Luther lives in Jackson Hole, Wyoming. He enjoys exploring the mountains, deserts, canyons, and rivers of the West and beyond.
Sarah M. Rockwell
Sarah M. Rockwell’s practice emphasizes land use, and environmental law and public sector negotiations. Having practiced in Colorado and California, Ms. Rockwell has represented both public and private sector clients in land use, environmental and municipal law issues associated with complex, large-scale development projects, including airports and residential, industrial and commercial development projects.
Ms. Rockwell has advised the redeveloper of the former Stapleton International Airport in Denver on land use and environmental issues associated with one of the largest urban redevelopment projects in the country. She has served as part of a project team that is preparing a master plan and zoning for Denver’s Union Station. She has advised several airport clients on land use compatibility issues associated with land adjacent to the airports. She also has advised both public and private entities on the preparation of habitat conservation plans under the federal Endangered Species Act and other endangered species issues.

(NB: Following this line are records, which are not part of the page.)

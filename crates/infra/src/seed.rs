//! Mock applications shown on a fresh dashboard.

use chrono::{NaiveDate, NaiveTime, Utc};

use ecert_application::{
    Application, ApplicationDefaults, ApplicationStatus, ApplicationStore, ApplicationType,
    ConsigneeField, CreateApplication, FieldUpdate, InspectionField, InspectionMode,
    IssuanceField, ShipmentField,
};
use ecert_core::{DomainError, DomainResult};

fn date(y: i32, m: u32, d: u32) -> DomainResult<NaiveDate> {
    NaiveDate::from_ymd_opt(y, m, d)
        .ok_or_else(|| DomainError::validation(format!("invalid date {y}-{m}-{d}")))
}

fn time(h: u32, m: u32) -> DomainResult<NaiveTime> {
    NaiveTime::from_hms_opt(h, m, 0)
        .ok_or_else(|| DomainError::validation(format!("invalid time {h}:{m}")))
}

fn build(
    id: &str,
    application_type: ApplicationType,
    created_at: NaiveDate,
    defaults: &ApplicationDefaults,
    updates: Vec<FieldUpdate>,
    path: &[ApplicationStatus],
) -> DomainResult<Application> {
    let mut store = ApplicationStore::create(CreateApplication {
        application_id: id.parse()?,
        application_type,
        created_at,
        defaults: defaults.clone(),
        occurred_at: Utc::now(),
    })?;
    for update in updates {
        store.update(update)?;
    }
    for status in path {
        store.change_status(*status)?;
    }
    Ok(store.current().clone())
}

/// One submitted export and one re-export draft.
pub fn seed_applications_with(defaults: &ApplicationDefaults) -> DomainResult<Vec<Application>> {
    let export = build(
        "APP-2024-001",
        ApplicationType::Export,
        date(2024, 5, 15)?,
        defaults,
        vec![
            ConsigneeField::TaxId("JP-999".into()).into(),
            ConsigneeField::Branch("001".into()).into(),
            ConsigneeField::CompanyName("Tokyo Fruit Importers".into()).into(),
            ConsigneeField::Address("4-5 Ginza, Tokyo".into()).into(),
            ConsigneeField::Subdistrict("-".into()).into(),
            ConsigneeField::District("Chuo".into()).into(),
            ConsigneeField::Province("Tokyo".into()).into(),
            ConsigneeField::Country("Japan".into()).into(),
            ConsigneeField::Phone("+81-3-1234-5678".into()).into(),
            ConsigneeField::Email("contact@tokyofruit.jp".into()).into(),
            ShipmentField::TransportMeans("Air Freight".into()).into(),
            ShipmentField::VehicleInfo("TG672".into()).into(),
            ShipmentField::ExportDate(Some(date(2024, 5, 20)?)).into(),
            ShipmentField::BlAwbNumber("AWB-888-999".into()).into(),
            ShipmentField::GrossWeight(500.0).into(),
            ShipmentField::TotalPackages(50).into(),
            ShipmentField::PackageUnit("Boxes".into()).into(),
            ShipmentField::DestinationCountry("Japan".into()).into(),
            ShipmentField::PortOfEntry("Narita".into()).into(),
            ShipmentField::ShippingMarks(vec!["FRAGILE".into()]).into(),
            ShipmentField::TotalNetWeight(450.0).into(),
            IssuanceField::StationId("2".into()).into(),
            InspectionField::AppointmentDate(Some(date(2024, 5, 18)?)).into(),
            InspectionField::AppointmentTime(Some(time(9, 0)?)).into(),
        ],
        &[
            ApplicationStatus::WaitingDocumentCheck,
            ApplicationStatus::WaitingInspection,
        ],
    )?;

    let re_export = build(
        "REX-2024-002",
        ApplicationType::ReExport,
        date(2024, 5, 18)?,
        defaults,
        vec![
            ConsigneeField::TaxId("CN-111".into()).into(),
            ConsigneeField::Branch("000".into()).into(),
            ConsigneeField::CompanyName("Shanghai Fresh".into()).into(),
            ConsigneeField::Address("99 Pudong, Shanghai".into()).into(),
            ConsigneeField::Subdistrict("-".into()).into(),
            ConsigneeField::District("Pudong".into()).into(),
            ConsigneeField::Province("Shanghai".into()).into(),
            ConsigneeField::Country("China".into()).into(),
            ConsigneeField::Phone("+86-21-999".into()).into(),
            ConsigneeField::Email("sh@fresh.cn".into()).into(),
            ShipmentField::TransportMeans("Sea Freight".into()).into(),
            ShipmentField::VehicleInfo("COSCO 12".into()).into(),
            ShipmentField::ExportDate(Some(date(2024, 6, 1)?)).into(),
            ShipmentField::BlAwbNumber("BL-Shanghai".into()).into(),
            ShipmentField::GrossWeight(2000.0).into(),
            ShipmentField::TotalPackages(100).into(),
            ShipmentField::PackageUnit("Pallets".into()).into(),
            ShipmentField::DestinationCountry("China".into()).into(),
            ShipmentField::PortOfEntry("Shanghai".into()).into(),
            ShipmentField::ShippingMarks(vec!["RE-EXPORT".into()]).into(),
            ShipmentField::TotalNetWeight(1800.0).into(),
            ShipmentField::OriginCountry("USA".into()).into(),
            ShipmentField::OriginalPcNumber("US-8812".into()).into(),
            ShipmentField::EntryDateToThailand(Some(date(2024, 4, 10)?)).into(),
            IssuanceField::StationId("3".into()).into(),
            InspectionField::Mode(InspectionMode::OffSite).into(),
            InspectionField::AppointmentDate(Some(date(2024, 5, 25)?)).into(),
            InspectionField::AppointmentTime(Some(time(14, 0)?)).into(),
        ],
        &[],
    )?;

    Ok(vec![export, re_export])
}

pub fn seed_applications() -> DomainResult<Vec<Application>> {
    seed_applications_with(&ApplicationDefaults::default())
}

/// Bare draft for tests.
#[cfg(test)]
pub(crate) fn draft(application_type: ApplicationType, id: &str) -> Application {
    build(
        id,
        application_type,
        NaiveDate::from_ymd_opt(2024, 6, 1).unwrap(),
        &ApplicationDefaults::default(),
        Vec::new(),
        &[],
    )
    .unwrap()
}
//! `ecert-application`: the application record, its aggregate, the item
//! composer, validation and the snapshot store.

pub mod application;
pub mod compose;
pub mod field;
pub mod item;
pub mod model;
pub mod store;
pub mod validation;

pub use application::{
    Application, ApplicationCommand, ApplicationDefaults, ApplicationEvent, CreateApplication,
    DEFAULT_REPLACEMENT_FEE_THB,
};
pub use compose::{ItemComposer, ItemDetails};
pub use field::{
    ConsigneeField, ExporterField, FieldUpdate, InspectionField, IssuanceField, ReplacementField,
    ShipmentField,
};
pub use item::{Item, ItemPurpose, PackageLayer};
pub use model::{
    ApplicationStatus, ApplicationType, Consignee, Exporter, ExporterProfile, Inspection,
    InspectionMode, Issuance, OffSiteDetails, ReExportOrigin, ReplacementDetails,
    ReplacementReason, Shipment,
};
pub use store::ApplicationStore;
pub use validation::{
    FieldIssue, NavigationPolicy, Step, WeightMismatch, english_issues, step_issues, weight_mismatch,
    weight_reconciles,
};
//! Static reference lists used by the application form.

use serde::Serialize;

/// Destination/origin countries, alphabetical.
pub const COUNTRIES: &[&str] = &[
    "Australia",
    "China",
    "France",
    "Germany",
    "Italy",
    "Japan",
    "Malaysia",
    "Netherlands",
    "Singapore",
    "USA",
    "United Kingdom",
    "Vietnam",
];

pub const TRANSPORT_MEANS: &[&str] = &[
    "Sea Freight",
    "Air Freight",
    "Road Transport",
    "Rail Transport",
];

pub const PACKAGE_UNITS: &[&str] = &["Cartons", "Boxes", "Pallets", "Bags", "Crates", "Units"];

/// A plant quarantine station that can issue certificates.
#[derive(Debug, Clone, PartialEq, Eq, Serialize)]
pub struct QuarantineStation {
    pub id: &'static str,
    pub name: &'static str,
}

pub const QUARANTINE_STATIONS: &[QuarantineStation] = &[
    QuarantineStation {
        id: "1",
        name: "Don Mueang Plant Quarantine Station",
    },
    QuarantineStation {
        id: "2",
        name: "Suvarnabhumi Plant Quarantine Station",
    },
    QuarantineStation {
        id: "3",
        name: "Laem Chabang Plant Quarantine Station",
    },
    QuarantineStation {
        id: "4",
        name: "Bangkok Port Plant Quarantine Station",
    },
];

/// Borrowed view over the reference lists.
///
/// Validation code takes this instead of the constants so tests can narrow the
/// lists.
#[derive(Debug, Clone, Copy)]
pub struct ReferenceData {
    pub countries: &'static [&'static str],
    pub transport_means: &'static [&'static str],
    pub package_units: &'static [&'static str],
    pub stations: &'static [QuarantineStation],
}

impl ReferenceData {
    pub const fn standard() -> Self {
        Self {
            countries: COUNTRIES,
            transport_means: TRANSPORT_MEANS,
            package_units: PACKAGE_UNITS,
            stations: QUARANTINE_STATIONS,
        }
    }

    pub fn station(&self, id: &str) -> Option<&QuarantineStation> {
        self.stations.iter().find(|s| s.id == id)
    }

    pub fn is_country(&self, name: &str) -> bool {
        self.countries.contains(&name)
    }

    pub fn is_transport_means(&self, name: &str) -> bool {
        self.transport_means.contains(&name)
    }

    pub fn is_package_unit(&self, name: &str) -> bool {
        self.package_units.contains(&name)
    }
}

impl Default for ReferenceData {
    fn default() -> Self {
        Self::standard()
    }
}

#[cfg(test)]
mod tests {
    use super::*;

    #[test]
    fn countries_are_sorted() {
        let mut sorted = COUNTRIES.to_vec();
        sorted.sort();
        assert_eq!(sorted, COUNTRIES);
    }

    #[test]
    fn station_lookup() {
        let reference = ReferenceData::standard();
        assert_eq!(
            reference.station("3").map(|s| s.name),
            Some("Laem Chabang Plant Quarantine Station")
        );
        assert!(reference.station("9").is_none());
    }

    #[test]
    fn membership_checks() {
        let reference = ReferenceData::default();
        assert!(reference.is_country("Japan"));
        assert!(!reference.is_country("Atlantis"));
        assert!(reference.is_transport_means("Air Freight"));
        assert!(reference.is_package_unit("Pallets"));
    }
}
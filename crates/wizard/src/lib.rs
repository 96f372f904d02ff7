//! `ecert-wizard`: the multi-step form flow that creates and edits
//! applications and hands finished records to the listing.

pub mod controller;
pub mod error;

pub use controller::{MAX_ID_ATTEMPTS, WizardController};
pub use ecert_application::{NavigationPolicy, Step};
pub use error::{WizardError, WizardResult};
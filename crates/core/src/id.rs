//! Strongly-typed identifiers used across the domain.

use core::str::FromStr;
use rand::Rng;
use serde::{Deserialize, Serialize};

use crate::error::DomainError;

/// Identifier of an application, e.g. `APP-2024-4821`.
///
/// Shape: `{PREFIX}-{YEAR}-{DIGITS}` with an uppercase alphabetic prefix.
#[derive(Debug, Clone, PartialEq, Eq, Hash, PartialOrd, Ord, Serialize, Deserialize)]
#[serde(try_from = "String", into = "String")]
pub struct ApplicationId(String);

/// Identifier of a shipment line item: a 9-character base-36 token.
#[derive(Debug, Clone, PartialEq, Eq, Hash, PartialOrd, Ord, Serialize, Deserialize)]
#[serde(try_from = "String", into = "String")]
pub struct ItemId(String);

const ITEM_ID_LEN: usize = 9;
const BASE36: &[u8] = b"0123456789abcdefghijklmnopqrstuvwxyz";

macro_rules! impl_string_newtype {
    ($t:ty) => {
        impl $t {
            pub fn as_str(&self) -> &str {
                &self.0
            }
        }

        impl core::fmt::Display for $t {
            fn fmt(&self, f: &mut core::fmt::Formatter<'_>) -> core::fmt::Result {
                f.write_str(&self.0)
            }
        }

        impl AsRef<str> for $t {
            fn as_ref(&self) -> &str {
                &self.0
            }
        }

        impl From<$t> for String {
            fn from(value: $t) -> Self {
                value.0
            }
        }

        impl TryFrom<String> for $t {
            type Error = DomainError;

            fn try_from(value: String) -> Result<Self, Self::Error> {
                value.parse()
            }
        }
    };
}

impl_string_newtype!(ApplicationId);
impl_string_newtype!(ItemId);

impl ApplicationId {
    /// Generate `{prefix}-{year}-{NNNN}` with a random suffix in 1000..=9999.
    pub fn generate<R: Rng + ?Sized>(prefix: &str, year: i32, rng: &mut R) -> Self {
        let suffix: u16 = rng.gen_range(1000..=9999);
        Self(format!("{prefix}-{year}-{suffix}"))
    }

    /// The alphabetic prefix (`APP`, `REX`, ...).
    pub fn prefix(&self) -> &str {
        self.0.split('-').next().unwrap_or_default()
    }
}

impl FromStr for ApplicationId {
    type Err = DomainError;

    fn from_str(s: &str) -> Result<Self, Self::Err> {
        let parts: Vec<&str> = s.split('-').collect();
        let well_formed = match parts.as_slice() {
            [prefix, year, suffix] => {
                !prefix.is_empty()
                    && prefix.chars().all(|c| c.is_ascii_uppercase())
                    && year.len() == 4
                    && year.chars().all(|c| c.is_ascii_digit())
                    && !suffix.is_empty()
                    && suffix.chars().all(|c| c.is_ascii_digit())
            }
            _ => false,
        };

        if !well_formed {
            return Err(DomainError::invalid_id(format!(
                "ApplicationId: expected PREFIX-YYYY-NNNN, got '{s}'"
            )));
        }
        Ok(Self(s.to_string()))
    }
}

impl ItemId {
    pub fn generate<R: Rng + ?Sized>(rng: &mut R) -> Self {
        let token = (0..ITEM_ID_LEN)
            .map(|_| BASE36[rng.gen_range(0..BASE36.len())] as char)
            .collect();
        Self(token)
    }
}

impl FromStr for ItemId {
    type Err = DomainError;

    fn from_str(s: &str) -> Result<Self, Self::Err> {
        if s.is_empty() || !s.chars().all(|c| c.is_ascii_alphanumeric()) {
            return Err(DomainError::invalid_id(format!(
                "ItemId: expected alphanumeric token, got '{s}'"
            )));
        }
        Ok(Self(s.to_string()))
    }
}

#[cfg(test)]
mod tests {
    use super::*;
    use rand::SeedableRng;
    use rand::rngs::StdRng;

    #[test]
    fn generated_application_id_has_prefix_year_and_four_digits() {
        let mut rng = StdRng::seed_from_u64(7);
        let id = ApplicationId::generate("REX", 2024, &mut rng);

        assert!(id.as_str().starts_with("REX-2024-"));
        let suffix: u32 = id.as_str()[9..].parse().unwrap();
        assert!((1000..=9999).contains(&suffix));
        assert_eq!(id.prefix(), "REX");
    }

    #[test]
    fn application_id_parses_legacy_short_suffix() {
        let id: ApplicationId = "APP-2024-001".parse().unwrap();
        assert_eq!(id.as_str(), "APP-2024-001");
    }

    #[test]
    fn application_id_rejects_malformed_input() {
        for raw in ["", "APP-24-1234", "app-2024-1234", "APP-2024-", "APP-2024-12a4"] {
            let err = raw.parse::<ApplicationId>().unwrap_err();
            assert!(matches!(err, DomainError::InvalidId(_)), "accepted {raw:?}");
        }
    }

    #[test]
    fn item_id_is_nine_base36_chars() {
        let mut rng = StdRng::seed_from_u64(42);
        let id = ItemId::generate(&mut rng);

        assert_eq!(id.as_str().len(), 9);
        assert!(
            id.as_str()
                .chars()
                .all(|c| c.is_ascii_digit() || c.is_ascii_lowercase())
        );
    }

    #[test]
    fn item_ids_do_not_repeat_in_practice() {
        let mut rng = StdRng::seed_from_u64(1);
        let ids: std::collections::HashSet<ItemId> =
            (0..1000).map(|_| ItemId::generate(&mut rng)).collect();
        assert_eq!(ids.len(), 1000);
    }
}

Jennifer Schaufele, a former Florida transportation executive, is the Executive Director of the Denver Regional Council of Governments (DRCOG), the first woman to be selected for that position with the 52-year-old regional planning agency. In this capacity, she reports to a member board made up of representatives of 46 city and 9 county members, one of the three oldest councils of governments in the United States. An accomplished governmental director with more than fourteen years of service with the Broward County, Florida Board of County Commissioners, Ms. Schaufele also served as the Director of the Broward County Metropolitan Planning Organization. She has a proven record of leadership and management of large and multifaceted public sector agencies, experience in advocating for legislation and new funding from Congress and the state legislature, and a commendable history of serving the needs and policy direction of elected boards. Ms. Schaufele directs the work of a 98-member staff engaged in long-range planning for transportation and land use, water quality, advocacy for the region’s elderly population, and offering services ranging from commuter assistance to the recruitment of police officers and fire service personnel. A graduate of Nova Southeastern University in Davie, Florida, Ms. Schaufele holds a B.S. in professional management and business administration. Ms. Schaufele is married and has an adult son whose family also live in the Denver region. An avid gardener, she and her husband enjoy traveling, outdoor activities, and entertaining friends and family.
Chris Shears is a strong planner and designer with over 30 years of experience involving projects nationally and internationally. His interest and expertise focuses on the planning and design of complex downtown urban infill and mixed use projects. His approach recognizes proven planning and urban design principles.